Blue Origin has successfully launched New Shepard on 12 un-crewed test flights since 2015, but it’ll need to get humans up into space before it’ll be certified to start carrying paying customers. The company originally hoped to launch a crewed test flight in 2019; however, it still has not done so, nor has it announced a new timeline for the test.

Virgin Galactic

Virgin Galactic, on the other hand, will fly passengers to space aboard a winged vehicle called SpaceShipTwo, which bears similarities to NASA’s space shuttle. But whereas the shuttle launched vertically via a rocket, SpaceShipTwo is launched horizontally. The vehicle, which seats six passengers plus two pilots, takes off from a runway like a regular plane via its carrier aircraft called WhiteKnightTwo. Virgin Galactic currently launches from the Mojave Air and Space Port in California, but it will also launch from Spaceport America in New Mexico.

After takeoff, WhiteKnightTwo ascends to 50,000 feet, after which SpaceShipTwo is released, and its rocket-powered engines kick in to bring it all the way to a maximum altitude of roughly 68 miles.
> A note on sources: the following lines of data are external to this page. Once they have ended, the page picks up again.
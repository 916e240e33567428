//! Database retry logic
//!
//! Exponential backoff for transient "database is locked" errors. The API
//! handlers read while the batch driver writes; SQLite's busy timeout is kept
//! short and the longer wait happens here, bounded by
//! `database_max_lock_wait_ms`.

use kritikos_common::{Error, Result};
use std::time::{Duration, Instant};

const INITIAL_BACKOFF_MS: u64 = 10;
const MAX_BACKOFF_MS: u64 = 1000;

/// True when the error is SQLite reporting lock contention
pub fn is_lock_error(err: &Error) -> bool {
    match err {
        Error::Database(db_err) => {
            let message = db_err.to_string();
            message.contains("database is locked") || message.contains("database table is locked")
        }
        _ => false,
    }
}

/// Retry a database operation with exponential backoff until `max_wait_ms` elapses.
///
/// Lock errors are retried with a backoff starting at 10 ms, doubling up to
/// 1000 ms. Any other error is returned immediately.
pub async fn retry_on_lock<F, Fut, T>(
    operation_name: &str,
    max_wait_ms: u64,
    mut operation: F,
) -> Result<T>
where
    F: FnMut() -> Fut,
    Fut: std::future::Future<Output = Result<T>>,
{
    let start_time = Instant::now();
    let max_duration = Duration::from_millis(max_wait_ms);
    let mut attempt = 0u32;
    let mut backoff_ms = INITIAL_BACKOFF_MS;

    loop {
        attempt += 1;

        match operation().await {
            Ok(result) => {
                if attempt > 1 {
                    let elapsed_ms = start_time.elapsed().as_millis();
                    if elapsed_ms > 2000 {
                        tracing::warn!(
                            operation = operation_name,
                            attempt,
                            elapsed_ms,
                            "Database operation succeeded after significant retry period (>2s)"
                        );
                    } else {
                        tracing::debug!(
                            operation = operation_name,
                            attempt,
                            elapsed_ms,
                            "Database operation succeeded after retry"
                        );
                    }
                }
                return Ok(result);
            }
            Err(err) => {
                if !is_lock_error(&err) {
                    return Err(err);
                }

                let elapsed = start_time.elapsed();
                if elapsed >= max_duration {
                    tracing::error!(
                        operation = operation_name,
                        attempt,
                        elapsed_ms = elapsed.as_millis(),
                        max_wait_ms,
                        "Database operation failed: max retry time exceeded"
                    );
                    return Err(Error::Internal(format!(
                        "Database locked after {} attempts ({} ms elapsed, max {} ms)",
                        attempt,
                        elapsed.as_millis(),
                        max_wait_ms
                    )));
                }

                tracing::warn!(
                    operation = operation_name,
                    attempt,
                    elapsed_ms = elapsed.as_millis(),
                    backoff_ms,
                    "Database locked, will retry after backoff"
                );

                tokio::time::sleep(Duration::from_millis(backoff_ms)).await;
                backoff_ms = (backoff_ms * 2).min(MAX_BACKOFF_MS);
            }
        }
    }
}

#[cfg(test)]
mod tests {
    use super::*;

    fn lock_error() -> Error {
        Error::Database(sqlx::Error::Protocol("database is locked".to_string()))
    }

    #[tokio::test]
    async fn test_retry_succeeds_first_attempt() {
        let result = retry_on_lock("test_op", 5000, || async { Ok::<i32, Error>(42) }).await;
        assert_eq!(result.unwrap(), 42);
    }

    #[tokio::test]
    async fn test_retry_succeeds_after_lock_errors() {
        let mut attempts = 0;

        let result = retry_on_lock("test_op", 5000, || {
            attempts += 1;
            let current = attempts;
            async move {
                if current < 3 {
                    Err(lock_error())
                } else {
                    Ok(42)
                }
            }
        })
        .await;

        assert_eq!(result.unwrap(), 42);
        assert_eq!(attempts, 3);
    }

    #[tokio::test]
    async fn test_retry_gives_up_after_max_wait() {
        let result = retry_on_lock("test_op", 30, || async { Err::<i32, Error>(lock_error()) }).await;

        match result {
            Err(Error::Internal(message)) => assert!(message.contains("Database locked")),
            other => panic!("expected Internal error, got {:?}", other),
        }
    }

    #[tokio::test]
    async fn test_non_lock_error_fails_immediately() {
        let mut attempts = 0;

        let result = retry_on_lock("test_op", 5000, || {
            attempts += 1;
            async move { Err::<i32, Error>(Error::Internal("other error".to_string())) }
        })
        .await;

        assert!(result.is_err());
        assert_eq!(attempts, 1);
    }

    #[test]
    fn test_lock_error_detection() {
        assert!(is_lock_error(&lock_error()));
        assert!(!is_lock_error(&Error::Internal("database is locked".to_string())));
    }
}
As with Blue Origin’s New Shepard, passengers will enjoy a few minutes of weightlessness before returning to Earth, but instead of a parachute landing, SpaceShipTwo will land on a runway like a plane—which is also how the space shuttle landed. Total run time: between two and three hours in flight, plus two-and-a-half days of training, with a price tag of $250,000.

Virgin Galactic has been conducting test flights since 2010, but progress has been a bit slow—and deadly. In 2014, a test pilot was killed after a SpaceShipTwo vehicle broke apart during a flight, primarily due to pilot error. Testing resumed in 2016 and is ongoing, with no official word on when commercial operations will begin.
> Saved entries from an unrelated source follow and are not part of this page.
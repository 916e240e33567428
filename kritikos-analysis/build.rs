//! Build script for kritikos-analysis
//!
//! Captures build identification for the startup log:
//! - Git commit hash (short form)
//! - Build timestamp
//! - Build profile (debug/release)

use std::process::Command;

fn main() {
    let git_hash = Command::new("git")
        .args(["rev-parse", "--short=8", "HEAD"])
        .output()
        .ok()
        .filter(|output| output.status.success())
        .and_then(|output| String::from_utf8(output.stdout).ok())
        .map(|s| s.trim().to_string())
        .unwrap_or_else(|| "unknown".to_string());

    let build_timestamp = chrono::Utc::now().to_rfc3339_opts(chrono::SecondsFormat::Secs, true);
    let profile = std::env::var("PROFILE").unwrap_or_else(|_| "unknown".to_string());

    println!("cargo:rustc-env=GIT_HASH={}", git_hash);
    println!("cargo:rustc-env=BUILD_TIMESTAMP={}", build_timestamp);
    println!("cargo:rustc-env=BUILD_PROFILE={}", profile);
}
Other Companies Dreaming Big

Of all the space tourism operations out there, Blue Origin and Virgin Galactic are by far the closest to launching passengers. (Elon Musk's SpaceX, which has already successfully launched NASA astronauts into space, is not focusing on tourism, though it will provide lifts for third-party companies.) But coming in hot on their heels is Boeing, whose Starliner vehicle is being developed for NASA's Commercial Crew Program; its contract, however, allows for tourists to potentially join flights. 
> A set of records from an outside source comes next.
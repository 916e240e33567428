//! Configuration resolution for kritikos-analysis
//!
//! Each setting resolves Database → TOML → compiled default. The LLM API key
//! additionally checks `GEMINI_API_KEY` between the database and the TOML
//! file. Command-line flags are applied on top by `main`.

use kritikos_common::config::TomlConfig;
use kritikos_common::{Error, Result};
use sqlx::SqlitePool;
use std::time::Duration;
use tracing::{info, warn};

use crate::db::settings::{self, get_setting};
use crate::llm::{gemini, GeminiConfig, RetryPolicy};
use crate::services::proposal_fetcher::{DEFAULT_CAMARA_API_BASE_URL, DEFAULT_STORAGE_BASE_URL};
use crate::services::summarizer::DEFAULT_MAX_INPUT_CHARS;

/// Environment variable holding the Gemini API key
pub const API_KEY_ENV_VAR: &str = "GEMINI_API_KEY";

/// Resolve the LLM API key from 3-tier configuration
///
/// **Priority:** Database → ENV → TOML
pub async fn resolve_llm_api_key(db: &SqlitePool, toml_config: &TomlConfig) -> Result<String> {
    let mut sources = Vec::new();

    let db_key = settings::get_llm_api_key(db).await?.filter(|k| is_valid_key(k));
    if db_key.is_some() {
        sources.push("database");
    }

    let env_key = std::env::var(API_KEY_ENV_VAR).ok().filter(|k| is_valid_key(k));
    if env_key.is_some() {
        sources.push("environment");
    }

    let toml_key = toml_config.llm.api_key.clone().filter(|k| is_valid_key(k));
    if toml_key.is_some() {
        sources.push("TOML");
    }

    if sources.len() > 1 {
        warn!(
            "LLM API key found in multiple sources: {}. Using {} (highest priority).",
            sources.join(", "),
            sources[0]
        );
    }

    if let Some(key) = db_key {
        info!("LLM API key loaded from database");
        return Ok(key);
    }
    if let Some(key) = env_key {
        info!("LLM API key loaded from environment variable");
        return Ok(key);
    }
    if let Some(key) = toml_key {
        info!("LLM API key loaded from TOML config");
        return Ok(key);
    }

    Err(Error::Config(format!(
        "LLM API key not configured. Please configure using one of:\n\
         1. Database: settings key '{}'\n\
         2. Environment: {}=your-key-here\n\
         3. TOML config: [llm] api_key = \"your-key\"",
        settings::LLM_API_KEY,
        API_KEY_ENV_VAR
    )))
}

/// Validate API key (non-empty, non-whitespace)
pub fn is_valid_key(key: &str) -> bool {
    !key.trim().is_empty()
}

/// Database setting, then TOML value, then default
async fn resolve<T>(db: &SqlitePool, key: &str, toml_value: Option<T>, default: T) -> Result<T>
where
    T: std::str::FromStr,
    T::Err: std::fmt::Display,
{
    Ok(get_setting::<T>(db, key).await?.or(toml_value).unwrap_or(default))
}

/// LLM client settings (API key resolved separately)
#[derive(Debug, Clone)]
pub struct LlmSettings {
    pub model: String,
    pub base_url: String,
    pub temperature: f32,
    pub max_output_tokens: u32,
    pub timeout: Duration,
    pub requests_per_minute: u32,
    pub retry: RetryPolicy,
}

impl Default for LlmSettings {
    fn default() -> Self {
        let base = GeminiConfig::new("");
        Self {
            model: base.model,
            base_url: base.base_url,
            temperature: base.temperature,
            max_output_tokens: base.max_output_tokens,
            timeout: base.timeout,
            requests_per_minute: base.requests_per_minute,
            retry: base.retry,
        }
    }
}

impl LlmSettings {
    pub async fn resolve(db: &SqlitePool, toml_config: &TomlConfig) -> Result<Self> {
        let llm = &toml_config.llm;
        let defaults = Self::default();
        let default_retry = RetryPolicy::default();

        Ok(Self {
            model: resolve(db, settings::LLM_MODEL, llm.model.clone(), gemini::DEFAULT_MODEL.to_string()).await?,
            base_url: llm.base_url.clone().unwrap_or(defaults.base_url),
            temperature: llm.temperature.unwrap_or(defaults.temperature),
            max_output_tokens: llm.max_output_tokens.unwrap_or(defaults.max_output_tokens),
            timeout: llm.timeout_secs.map(Duration::from_secs).unwrap_or(defaults.timeout),
            requests_per_minute: resolve(
                db,
                settings::LLM_REQUESTS_PER_MINUTE,
                llm.requests_per_minute,
                defaults.requests_per_minute,
            )
            .await?,
            retry: RetryPolicy {
                max_retries: resolve(db, settings::LLM_MAX_RETRIES, llm.max_retries, default_retry.max_retries)
                    .await?,
                initial_backoff: llm
                    .initial_backoff_ms
                    .map(Duration::from_millis)
                    .unwrap_or(default_retry.initial_backoff),
                max_backoff: llm
                    .max_backoff_ms
                    .map(Duration::from_millis)
                    .unwrap_or(default_retry.max_backoff),
            },
        })
    }

    /// Client configuration for the given key
    pub fn gemini_config(&self, api_key: String) -> GeminiConfig {
        GeminiConfig {
            api_key,
            model: self.model.clone(),
            base_url: self.base_url.clone(),
            temperature: self.temperature,
            max_output_tokens: self.max_output_tokens,
            timeout: self.timeout,
            requests_per_minute: self.requests_per_minute,
            retry: self.retry,
        }
    }
}

/// Pipeline and batch driver settings
#[derive(Debug, Clone, PartialEq)]
pub struct PipelineSettings {
    /// Proposals per lot
    pub lot_size: usize,
    /// Lots per continuous run (None = until no work remains)
    pub max_lots: Option<usize>,
    /// Pause between items
    pub item_delay: Duration,
    /// Pause between lots in continuous mode
    pub lot_pause: Duration,
    /// Persisted analyses older than this are redone
    pub reanalysis_days: i64,
    pub analysis_version: String,
    /// Write processing_logs rows
    pub save_logs: bool,
    /// Bill text budget for the summarizer prompt
    pub max_input_chars: usize,
    /// FAILED items are re-selected until this many attempts
    pub max_item_attempts: u32,
    pub max_lock_wait_ms: u64,
}

impl Default for PipelineSettings {
    fn default() -> Self {
        Self {
            lot_size: 10,
            max_lots: Some(5),
            item_delay: Duration::from_millis(2000),
            lot_pause: Duration::from_millis(10_000),
            reanalysis_days: 7,
            analysis_version: "1.0".to_string(),
            save_logs: true,
            max_input_chars: DEFAULT_MAX_INPUT_CHARS,
            max_item_attempts: 3,
            max_lock_wait_ms: 5000,
        }
    }
}

impl PipelineSettings {
    pub async fn resolve(db: &SqlitePool, toml_config: &TomlConfig) -> Result<Self> {
        let p = &toml_config.pipeline;
        let d = Self::default();

        let lot_size: usize = resolve(db, settings::PIPELINE_LOT_SIZE, p.lot_size, d.lot_size).await?;
        if lot_size == 0 {
            return Err(Error::Config("pipeline lot_size must be at least 1".to_string()));
        }

        // 0 means no lot limit
        let max_lots: usize = resolve(db, settings::PIPELINE_MAX_LOTS, p.max_lots, 5).await?;

        let item_delay_ms = resolve(db, settings::PIPELINE_ITEM_DELAY_MS, p.item_delay_ms, 2000u64).await?;
        let lot_pause_ms = resolve(db, settings::PIPELINE_LOT_PAUSE_MS, p.lot_pause_ms, 10_000u64).await?;

        Ok(Self {
            lot_size,
            max_lots: (max_lots > 0).then_some(max_lots),
            item_delay: Duration::from_millis(item_delay_ms),
            lot_pause: Duration::from_millis(lot_pause_ms),
            reanalysis_days: resolve(db, settings::PIPELINE_REANALYSIS_DAYS, p.reanalysis_days, d.reanalysis_days)
                .await?,
            analysis_version: resolve(
                db,
                settings::ANALYSIS_VERSION,
                p.analysis_version.clone(),
                d.analysis_version,
            )
            .await?,
            save_logs: resolve(db, settings::PIPELINE_SAVE_LOGS, p.save_logs, d.save_logs).await?,
            max_input_chars: resolve(db, settings::PIPELINE_MAX_INPUT_CHARS, p.max_input_chars, d.max_input_chars)
                .await?,
            max_item_attempts: resolve(
                db,
                settings::PIPELINE_MAX_ITEM_ATTEMPTS,
                p.max_item_attempts,
                d.max_item_attempts,
            )
            .await?
            .max(1),
            max_lock_wait_ms: settings::get_max_lock_wait_ms(db).await?,
        })
    }
}

/// Text source settings
#[derive(Debug, Clone, PartialEq)]
pub struct FetcherSettings {
    pub storage_base_url: String,
    pub camara_api_base_url: String,
    pub timeout: Duration,
}

impl Default for FetcherSettings {
    fn default() -> Self {
        Self {
            storage_base_url: DEFAULT_STORAGE_BASE_URL.to_string(),
            camara_api_base_url: DEFAULT_CAMARA_API_BASE_URL.to_string(),
            timeout: Duration::from_secs(30),
        }
    }
}

impl FetcherSettings {
    pub async fn resolve(db: &SqlitePool, toml_config: &TomlConfig) -> Result<Self> {
        let f = &toml_config.fetcher;
        let d = Self::default();

        Ok(Self {
            storage_base_url: resolve(
                db,
                settings::FETCHER_STORAGE_BASE_URL,
                f.storage_base_url.clone(),
                d.storage_base_url,
            )
            .await?,
            camara_api_base_url: resolve(
                db,
                settings::FETCHER_CAMARA_API_BASE_URL,
                f.camara_api_base_url.clone(),
                d.camara_api_base_url,
            )
            .await?,
            timeout: f.timeout_secs.map(Duration::from_secs).unwrap_or(d.timeout),
        })
    }
}

/// Everything the service needs besides the API key
#[derive(Debug, Clone, Default)]
pub struct ServiceConfig {
    pub llm: LlmSettings,
    pub pipeline: PipelineSettings,
    pub fetcher: FetcherSettings,
}

impl ServiceConfig {
    pub async fn resolve(db: &SqlitePool, toml_config: &TomlConfig) -> Result<Self> {
        Ok(Self {
            llm: LlmSettings::resolve(db, toml_config).await?,
            pipeline: PipelineSettings::resolve(db, toml_config).await?,
            fetcher: FetcherSettings::resolve(db, toml_config).await?,
        })
    }
}

#[cfg(test)]
mod tests {
    use super::*;

    #[test]
    fn test_is_valid_key() {
        assert!(is_valid_key("abc"));
        assert!(!is_valid_key(""));
        assert!(!is_valid_key("   "));
    }

    #[tokio::test]
    async fn test_defaults_without_overrides() {
        let pool = crate::db::init_memory_pool().await.unwrap();
        let config = ServiceConfig::resolve(&pool, &TomlConfig::default()).await.unwrap();

        assert_eq!(config.pipeline, PipelineSettings::default());
        assert_eq!(config.fetcher, FetcherSettings::default());
        assert_eq!(config.llm.model, gemini::DEFAULT_MODEL);
    }

    #[tokio::test]
    async fn test_database_overrides_toml() {
        let pool = crate::db::init_memory_pool().await.unwrap();
        let mut toml_config = TomlConfig::default();
        toml_config.pipeline.lot_size = Some(25);
        toml_config.pipeline.item_delay_ms = Some(500);

        settings::set_setting(&pool, settings::PIPELINE_LOT_SIZE, 3).await.unwrap();

        let pipeline = PipelineSettings::resolve(&pool, &toml_config).await.unwrap();
        assert_eq!(pipeline.lot_size, 3, "database wins");
        assert_eq!(pipeline.item_delay, Duration::from_millis(500), "TOML beats default");
    }

    #[tokio::test]
    async fn test_zero_max_lots_means_unbounded() {
        let pool = crate::db::init_memory_pool().await.unwrap();
        let mut toml_config = TomlConfig::default();
        toml_config.pipeline.max_lots = Some(0);

        let pipeline = PipelineSettings::resolve(&pool, &toml_config).await.unwrap();
        assert_eq!(pipeline.max_lots, None);
    }

    #[tokio::test]
    async fn test_zero_lot_size_rejected() {
        let pool = crate::db::init_memory_pool().await.unwrap();
        let mut toml_config = TomlConfig::default();
        toml_config.pipeline.lot_size = Some(0);

        assert!(PipelineSettings::resolve(&pool, &toml_config).await.is_err());
    }
}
The other viable space tourism companies on the horizon are not developing their own vehicles, rather, they plan on hitching rides with other providers. Space Adventures is still in the game, having entered a partnership with SpaceX to fly passengers on Crew Dragon as soon as next year. It’s also revived its tourism operations with Roscosmos: two tourists are booked on a trip to the ISS in 2023. Another company, Axiom Space, plans on taking passengers to the ISS via SpaceX’s Crew Dragon as soon as 2021, before launching its own private space station by the end of the decade. Similarly, Orion Span has announced its intentions to launch its Aurora Space Station in 2021, though construction on the project has yet to begin.